» **THE TASK**: Take the line with "assert_eq!(summary.contract_value, Decimal::ZERO);" as the first line and the last line of the data as the final one. Write out those lines exactly, and no others.

» **DATA PROVIDED**:
- - - - - - -

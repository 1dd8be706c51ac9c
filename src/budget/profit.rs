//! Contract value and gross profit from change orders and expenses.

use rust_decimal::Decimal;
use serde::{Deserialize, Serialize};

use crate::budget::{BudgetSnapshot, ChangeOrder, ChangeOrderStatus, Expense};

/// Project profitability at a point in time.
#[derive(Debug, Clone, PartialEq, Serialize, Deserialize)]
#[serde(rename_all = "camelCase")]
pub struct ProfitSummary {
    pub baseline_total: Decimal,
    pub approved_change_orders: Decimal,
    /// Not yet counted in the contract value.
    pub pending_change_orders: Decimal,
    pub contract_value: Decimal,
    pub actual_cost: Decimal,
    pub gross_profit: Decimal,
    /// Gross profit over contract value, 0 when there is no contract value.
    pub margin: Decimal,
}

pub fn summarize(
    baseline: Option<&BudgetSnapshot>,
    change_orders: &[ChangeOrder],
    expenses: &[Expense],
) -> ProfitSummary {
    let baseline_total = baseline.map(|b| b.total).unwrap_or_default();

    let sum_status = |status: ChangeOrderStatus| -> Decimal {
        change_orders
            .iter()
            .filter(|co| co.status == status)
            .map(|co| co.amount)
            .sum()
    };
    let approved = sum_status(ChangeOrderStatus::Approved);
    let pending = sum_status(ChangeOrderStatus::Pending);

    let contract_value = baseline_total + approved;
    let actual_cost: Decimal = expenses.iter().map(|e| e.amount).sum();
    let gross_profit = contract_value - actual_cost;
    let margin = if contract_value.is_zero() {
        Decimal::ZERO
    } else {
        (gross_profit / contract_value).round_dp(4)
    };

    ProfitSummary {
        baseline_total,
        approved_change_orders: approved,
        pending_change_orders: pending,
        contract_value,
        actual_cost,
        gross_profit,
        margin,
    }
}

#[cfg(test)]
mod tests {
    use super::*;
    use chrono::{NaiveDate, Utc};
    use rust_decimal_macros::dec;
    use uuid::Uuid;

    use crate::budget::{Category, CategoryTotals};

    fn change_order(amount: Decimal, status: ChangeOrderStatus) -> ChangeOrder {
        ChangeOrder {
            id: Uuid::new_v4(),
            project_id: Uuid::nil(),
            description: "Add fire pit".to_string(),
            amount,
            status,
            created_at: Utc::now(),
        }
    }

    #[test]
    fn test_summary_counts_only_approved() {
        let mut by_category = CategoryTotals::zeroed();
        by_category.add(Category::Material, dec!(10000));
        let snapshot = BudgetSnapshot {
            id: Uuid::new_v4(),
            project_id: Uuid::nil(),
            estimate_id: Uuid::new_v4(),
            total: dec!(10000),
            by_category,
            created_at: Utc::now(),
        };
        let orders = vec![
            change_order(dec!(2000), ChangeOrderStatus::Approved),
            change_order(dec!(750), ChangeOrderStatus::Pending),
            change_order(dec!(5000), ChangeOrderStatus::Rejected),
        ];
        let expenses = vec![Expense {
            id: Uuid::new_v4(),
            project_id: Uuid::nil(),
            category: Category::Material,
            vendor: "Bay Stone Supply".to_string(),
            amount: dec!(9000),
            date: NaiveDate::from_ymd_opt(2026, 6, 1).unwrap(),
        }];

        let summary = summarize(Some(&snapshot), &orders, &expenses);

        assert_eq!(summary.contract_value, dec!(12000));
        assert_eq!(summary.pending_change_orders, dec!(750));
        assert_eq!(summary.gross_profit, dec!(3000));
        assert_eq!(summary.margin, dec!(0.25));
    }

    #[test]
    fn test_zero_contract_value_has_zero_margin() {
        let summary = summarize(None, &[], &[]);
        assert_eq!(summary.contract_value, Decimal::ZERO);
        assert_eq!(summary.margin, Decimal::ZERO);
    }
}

- - - - - - -

» **WRITTEN RESPONSE**:
        assert_eq!(summary.contract_value, Decimal::ZERO);
        assert_eq!(summary.margin, Decimal::ZERO);
    }
}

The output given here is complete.